# Help please, how good/bad is my package?



## JohnStones (Jul 18, 2015)

Hello Everyone,

I hope that you're all well. I currently live in Wales and have been offered a job in Hong Kong. I visited last year and loved it but I have no idea about the cost of living and how far my package will get me and would appreciate any advice at all.

The offer is 
$30,000 salary per month
$15,000 housing allowance per month
$2,200 transport allowance per month
$680 communication allowance per month
20 days paid holiday a year

It would be nice to know please what king of accommodation I can expect for this and what kind of standard of living. 

Based on my calculations and my understanding of the tax:
$360,000 a year
(120,000) basic tax allowance
(15,000) MPF
225,000 - taxed on this amount
(26,250) - salary tax

Also, the 120,000 of basic tax allowance this is mine to spend right? So the money I would have over the year is 225,000 - 26,250 + 120,000 = $318,750? Is this correct?

I would be really grateful for any advice, thank you in advance for your time

Cheers
John


----------



## siobhanwf (Mar 20, 2009)

John have a look on the various rental sites already mentioned on here. Just use the search facility.


----------



## HKG3 (Jan 11, 2015)

John

Please see link below for Hong Kong Tax calculator - 

Hong Kong Tax Calculator 2012 | Estimate Your HK Taxes Online | GuideMeHongKong

Another thing you need to note is that the Hong Kong tax system is different from that in the UK. There is no PAYE in Hong Kong, so you will need to save up money to pay income tax at the end of the tax year. You can put money towards Tax Reserve Certificate for income tax payment purposes - 

Tax Reserve Certificates

The 20 days annual leave is very good for Hong Kong.
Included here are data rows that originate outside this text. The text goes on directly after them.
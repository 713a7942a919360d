//! In-process pub/sub and membership substrate
//!
//! This is NOT a production transport. Every node lives in the same process
//! and messages are handed over through tokio tasks, optionally delayed per
//! link so tests can control arrival order.

use std::sync::Arc;
use std::sync::atomic::{AtomicU64, Ordering};
use std::time::Duration;

use bytes::Bytes;
use dashmap::DashMap;
use tracing::{debug, trace, warn};

use super::{Broker, Cluster, Peer, Subscriber};
use crate::query::{PeerName, QueryError, QueryResult, Ssid};

type SubscriptionKey = (String, Ssid);

#[derive(Default)]
struct NodeState {
    subscriptions: DashMap<SubscriptionKey, Arc<dyn Subscriber>>,
    /// Subscriptions this node has announced to the cluster
    announced: DashMap<String, Ssid>,
}

#[derive(Default)]
struct NetworkInner {
    nodes: DashMap<PeerName, Arc<NodeState>>,
    latency: DashMap<(PeerName, PeerName), Duration>,
    default_latency_us: AtomicU64,
}

impl NetworkInner {
    fn latency(&self, from: PeerName, to: PeerName) -> Duration {
        self.latency
            .get(&(from, to))
            .map(|l| *l)
            .unwrap_or_else(|| Duration::from_micros(self.default_latency_us.load(Ordering::Relaxed)))
    }

    /// Deliver to every subscriber on `to` whose subscription prefixes `ssid`
    fn deliver(self: &Arc<Self>, from: PeerName, to: PeerName, ssid: Ssid, channel: String, payload: Bytes) -> bool {
        if !self.nodes.contains_key(&to) {
            return false;
        }

        let Ok(handle) = tokio::runtime::Handle::try_current() else {
            // Outside a runtime there is nothing to delay on
            self.dispatch(to, &ssid, &channel, payload);
            return true;
        };

        let latency = self.latency(from, to);
        let inner = self.clone();
        handle.spawn(async move {
            if !latency.is_zero() {
                tokio::time::sleep(latency).await;
            }
            inner.dispatch(to, &ssid, &channel, payload);
        });
        true
    }

    fn dispatch(&self, to: PeerName, ssid: &Ssid, channel: &str, payload: Bytes) {
        // The node may have left while the message was in flight
        let Some(node) = self.nodes.get(&to).map(|n| n.clone()) else {
            trace!(%to, "MemNetwork::dispatch: target left, dropping");
            return;
        };

        let targets: Vec<Arc<dyn Subscriber>> = node
            .subscriptions
            .iter()
            .filter(|entry| entry.key().1.is_prefix_of(ssid))
            .map(|entry| entry.value().clone())
            .collect();

        for subscriber in targets {
            if let Err(e) = subscriber.send(ssid, channel, payload.clone()) {
                debug!(%to, subscriber = %subscriber.id(), %ssid, %channel, error = %e, "MemNetwork::dispatch: subscriber rejected message");
            }
        }
    }
}

/// A set of in-process nodes that can reach each other
#[derive(Clone, Default)]
pub struct MemNetwork {
    inner: Arc<NetworkInner>,
}

impl MemNetwork {
    pub fn new() -> Self {
        Self::default()
    }

    /// Add a node to the cluster and return its local view
    pub fn join(&self, name: PeerName) -> MemNode {
        debug!(%name, "MemNetwork::join: called");
        self.inner.nodes.entry(name).or_default();
        MemNode {
            name,
            network: self.inner.clone(),
        }
    }

    /// Remove a node; in-flight messages addressed to it are dropped
    pub fn leave(&self, name: PeerName) {
        debug!(%name, "MemNetwork::leave: called");
        self.inner.nodes.remove(&name);
    }

    pub fn node_count(&self) -> usize {
        self.inner.nodes.len()
    }

    /// Delay every message travelling from `from` to `to`
    pub fn set_latency(&self, from: PeerName, to: PeerName, latency: Duration) {
        self.inner.latency.insert((from, to), latency);
    }

    /// Delay applied to links without an explicit latency
    pub fn set_default_latency(&self, latency: Duration) {
        self.inner
            .default_latency_us
            .store(u64::try_from(latency.as_micros()).unwrap_or(u64::MAX), Ordering::Relaxed);
    }

    /// Whether `name` has announced a subscription held by `subscriber_id`
    pub fn is_announced(&self, name: PeerName, subscriber_id: &str) -> bool {
        self.inner
            .nodes
            .get(&name)
            .is_some_and(|node| node.announced.contains_key(subscriber_id))
    }
}

impl std::fmt::Debug for MemNetwork {
    fn fmt(&self, f: &mut std::fmt::Formatter<'_>) -> std::fmt::Result {
        f.debug_struct("MemNetwork").field("nodes", &self.inner.nodes.len()).finish()
    }
}

/// One node's handle on a [`MemNetwork`]: its broker and its membership view
#[derive(Clone)]
pub struct MemNode {
    name: PeerName,
    network: Arc<NetworkInner>,
}

impl MemNode {
    pub fn name(&self) -> PeerName {
        self.name
    }

    fn state(&self) -> Option<Arc<NodeState>> {
        self.network.nodes.get(&self.name).map(|n| n.clone())
    }
}

impl std::fmt::Debug for MemNode {
    fn fmt(&self, f: &mut std::fmt::Formatter<'_>) -> std::fmt::Result {
        f.debug_struct("MemNode").field("name", &self.name).finish()
    }
}

impl Broker for MemNode {
    fn subscribe(&self, ssid: Ssid, subscriber: Arc<dyn Subscriber>) -> bool {
        let Some(state) = self.state() else {
            warn!(name = %self.name, "MemNode::subscribe: node is not part of the network");
            return false;
        };

        let key = (subscriber.id(), ssid);
        if state.subscriptions.contains_key(&key) {
            debug!(name = %self.name, subscriber = %key.0, "MemNode::subscribe: already subscribed");
            return false;
        }
        state.subscriptions.insert(key, subscriber);
        true
    }

    fn unsubscribe(&self, ssid: &Ssid, subscriber_id: &str) -> bool {
        self.state()
            .and_then(|state| state.subscriptions.remove(&(subscriber_id.to_string(), ssid.clone())))
            .is_some()
    }

    fn publish(&self, ssid: Ssid, channel: String, payload: Bytes) {
        trace!(from = %self.name, %ssid, %channel, "MemNode::publish: called");
        let names: Vec<PeerName> = self.network.nodes.iter().map(|n| *n.key()).collect();
        for to in names {
            self.network
                .deliver(self.name, to, ssid.clone(), channel.clone(), payload.clone());
        }
    }
}

impl Cluster for MemNode {
    fn local_name(&self) -> PeerName {
        self.name
    }

    fn num_peers(&self) -> usize {
        self.network.nodes.len()
    }

    fn find_peer(&self, name: PeerName) -> Option<Arc<dyn Peer>> {
        if !self.network.nodes.contains_key(&name) {
            return None;
        }
        let peer: Arc<dyn Peer> = Arc::new(MemPeer {
            from: self.name,
            to: name,
            network: self.network.clone(),
        });
        Some(peer)
    }

    fn notify_subscribe(&self, subscriber_id: &str, ssid: &Ssid) {
        debug!(name = %self.name, %subscriber_id, %ssid, "MemNode::notify_subscribe: called");
        if let Some(state) = self.state() {
            state.announced.insert(subscriber_id.to_string(), ssid.clone());
        }
    }

    fn notify_unsubscribe(&self, subscriber_id: &str, ssid: &Ssid) {
        debug!(name = %self.name, %subscriber_id, %ssid, "MemNode::notify_unsubscribe: called");
        if let Some(state) = self.state() {
            state.announced.remove(subscriber_id);
        }
    }
}

/// Point-to-point link from one node to another
struct MemPeer {
    from: PeerName,
    to: PeerName,
    network: Arc<NetworkInner>,
}

impl Peer for MemPeer {
    fn name(&self) -> PeerName {
        self.to
    }

    fn send(&self, ssid: Ssid, channel: &str, payload: Bytes) -> QueryResult<()> {
        if self
            .network
            .deliver(self.from, self.to, ssid, channel.to_string(), payload)
        {
            Ok(())
        } else {
            Err(QueryError::Delivery(format!("peer {} is unreachable", self.to)))
        }
    }
}

#[cfg(test)]
mod tests {
    use super::*;
    use crate::cluster::SubscriberKind;
    use crate::query::{correlated_ssid, query_ssid};
    use std::sync::Mutex;
    use tokio::sync::mpsc;

    struct Recorder {
        id: String,
        tx: mpsc::UnboundedSender<(Ssid, String, Bytes)>,
    }

    impl Subscriber for Recorder {
        fn id(&self) -> String {
            self.id.clone()
        }

        fn kind(&self) -> SubscriberKind {
            SubscriberKind::Direct
        }

        fn send(&self, ssid: &Ssid, channel: &str, payload: Bytes) -> QueryResult<()> {
            let _ = self.tx.send((ssid.clone(), channel.to_string(), payload));
            Ok(())
        }
    }

    fn recorder(id: &str) -> (Arc<Recorder>, mpsc::UnboundedReceiver<(Ssid, String, Bytes)>) {
        let (tx, rx) = mpsc::unbounded_channel();
        (Arc::new(Recorder { id: id.to_string(), tx }), rx)
    }

    #[tokio::test]
    async fn test_publish_reaches_prefix_subscribers_on_all_nodes() {
        let network = MemNetwork::new();
        let a = network.join(PeerName(1));
        let b = network.join(PeerName(2));

        let (ra, mut rx_a) = recorder("a");
        let (rb, mut rx_b) = recorder("b");
        assert!(a.subscribe(query_ssid(), ra));
        assert!(b.subscribe(query_ssid(), rb));

        a.publish(correlated_ssid(9), "ping/1".to_string(), Bytes::from_static(b"x"));

        let (ssid, channel, payload) = rx_a.recv().await.unwrap();
        assert_eq!(ssid, correlated_ssid(9));
        assert_eq!(channel, "ping/1");
        assert_eq!(payload, Bytes::from_static(b"x"));
        assert!(rx_b.recv().await.is_some());
    }

    #[tokio::test]
    async fn test_duplicate_subscribe_rejected() {
        let network = MemNetwork::new();
        let a = network.join(PeerName(1));
        let (ra, _rx) = recorder("a");

        assert!(a.subscribe(query_ssid(), ra.clone()));
        assert!(!a.subscribe(query_ssid(), ra));
        assert!(a.unsubscribe(&query_ssid(), "a"));
        assert!(!a.unsubscribe(&query_ssid(), "a"));
    }

    #[tokio::test]
    async fn test_peer_send_only_reaches_target() {
        let network = MemNetwork::new();
        let a = network.join(PeerName(1));
        let b = network.join(PeerName(2));
        let (ra, mut rx_a) = recorder("a");
        let (rb, mut rx_b) = recorder("b");
        a.subscribe(query_ssid(), ra);
        b.subscribe(query_ssid(), rb);

        let peer = a.find_peer(PeerName(2)).unwrap();
        assert_eq!(peer.name(), PeerName(2));
        peer.send(correlated_ssid(1), "response", Bytes::new()).unwrap();

        assert!(rx_b.recv().await.is_some());
        tokio::time::sleep(Duration::from_millis(20)).await;
        assert!(rx_a.try_recv().is_err());
    }

    #[tokio::test]
    async fn test_unknown_peer_not_found() {
        let network = MemNetwork::new();
        let a = network.join(PeerName(1));
        assert!(a.find_peer(PeerName(77)).is_none());
        assert_eq!(a.num_peers(), 1);
    }

    #[tokio::test]
    async fn test_latency_orders_arrival() {
        let network = MemNetwork::new();
        let a = network.join(PeerName(1));
        let b = network.join(PeerName(2));
        let (rb, mut rx_b) = recorder("b");
        b.subscribe(query_ssid(), rb);

        network.set_latency(PeerName(1), PeerName(2), Duration::from_millis(40));
        let slow = a.find_peer(PeerName(2)).unwrap();
        slow.send(correlated_ssid(1), "response", Bytes::from_static(b"slow")).unwrap();
        // Same node delivering to itself has no delay configured
        let fast = b.find_peer(PeerName(2)).unwrap();
        fast.send(correlated_ssid(1), "response", Bytes::from_static(b"fast")).unwrap();

        assert_eq!(rx_b.recv().await.unwrap().2, Bytes::from_static(b"fast"));
        assert_eq!(rx_b.recv().await.unwrap().2, Bytes::from_static(b"slow"));
    }

    #[tokio::test]
    async fn test_left_node_unreachable() {
        let network = MemNetwork::new();
        let a = network.join(PeerName(1));
        network.join(PeerName(2));
        let peer = a.find_peer(PeerName(2)).unwrap();

        network.leave(PeerName(2));
        assert!(peer.send(correlated_ssid(1), "response", Bytes::new()).is_err());
        assert_eq!(network.node_count(), 1);
    }

    #[tokio::test]
    async fn test_notify_subscribe_records_announcement() {
        let network = MemNetwork::new();
        let a = network.join(PeerName(1));
        a.notify_subscribe("mgr", &query_ssid());
        assert!(network.is_announced(PeerName(1), "mgr"));
        a.notify_unsubscribe("mgr", &query_ssid());
        assert!(!network.is_announced(PeerName(1), "mgr"));
    }

    #[test]
    fn test_default_latency_saturates() {
        let network = MemNetwork::new();
        network.set_default_latency(Duration::MAX);
        assert_eq!(
            network.inner.latency(PeerName(1), PeerName(2)),
            Duration::from_micros(u64::MAX)
        );

        network.set_default_latency(Duration::from_millis(5));
        assert_eq!(network.inner.latency(PeerName(1), PeerName(2)), Duration::from_millis(5));
    }

    #[test]
    fn test_delivery_outside_runtime_is_inline() {
        let network = MemNetwork::new();
        let a = network.join(PeerName(1));
        let seen = Arc::new(Mutex::new(0usize));

        struct Counter(Arc<Mutex<usize>>);
        impl Subscriber for Counter {
            fn id(&self) -> String {
                "counter".to_string()
            }
            fn kind(&self) -> SubscriberKind {
                SubscriberKind::Direct
            }
            fn send(&self, _: &Ssid, _: &str, _: Bytes) -> QueryResult<()> {
                *self.0.lock().unwrap() += 1;
                Ok(())
            }
        }

        a.subscribe(query_ssid(), Arc::new(Counter(seen.clone())));
        a.publish(correlated_ssid(3), "ping/1".to_string(), Bytes::new());
        assert_eq!(*seen.lock().unwrap(), 1);
    }
}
Many locals only get 14 days annual leave a year.

If you are going to work in Hong Kong, you may wish to pay UK Class 3 National Insurance to keep your UK state pension contribution records up to date. 
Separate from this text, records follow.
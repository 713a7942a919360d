//! clusterquery - cluster-wide request/response over a pub/sub bus
//!
//! A node broadcasts a query to every peer subscribed to a reserved system
//! channel; each peer's registered handlers may answer, answers are routed
//! back to the originator by correlation id, and the originator gathers as
//! many answers as it knows peers, bounded by a timeout.
//!
//! # Modules
//!
//! - [`query`] - Query manager, awaiter, handlers and wire encoding
//! - [`cluster`] - Pub/sub and membership interfaces, plus an in-process network
//! - [`sim`] - In-process cluster simulation used by the CLI
//! - [`config`] - Configuration types and loading
//! - [`cli`] - Command-line interface

pub mod cli;
pub mod cluster;
pub mod config;
pub mod query;
pub mod sim;

// Re-export commonly used types
pub use cluster::{Broker, Cluster, MemNetwork, MemNode, Peer, Subscriber, SubscriberKind};
pub use config::Config;
pub use query::{
    PeerName, QueryAwaiter, QueryError, QueryHandler, QueryManager, QueryMetricsSnapshot, QueryResult, Ssid,
};
pub use sim::{Simulation, SimulationReport};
https://www.gov.uk/voluntary-national-insurance-contributions/who-can-pay-voluntary-contributions

You may wish to visit your local HSBC branch before your departure to Hong Kong in order to see whether you can open a Hong Kong HSBC account in the UK. HSBC has one of the largest branch network in Hong Kong.


----------



## JohnStones (Jul 18, 2015)

Thank you very much for the advice, I will have a look into this now. Really appreciate the links, they look very useful. 

Much appreciated
Ynyr


----------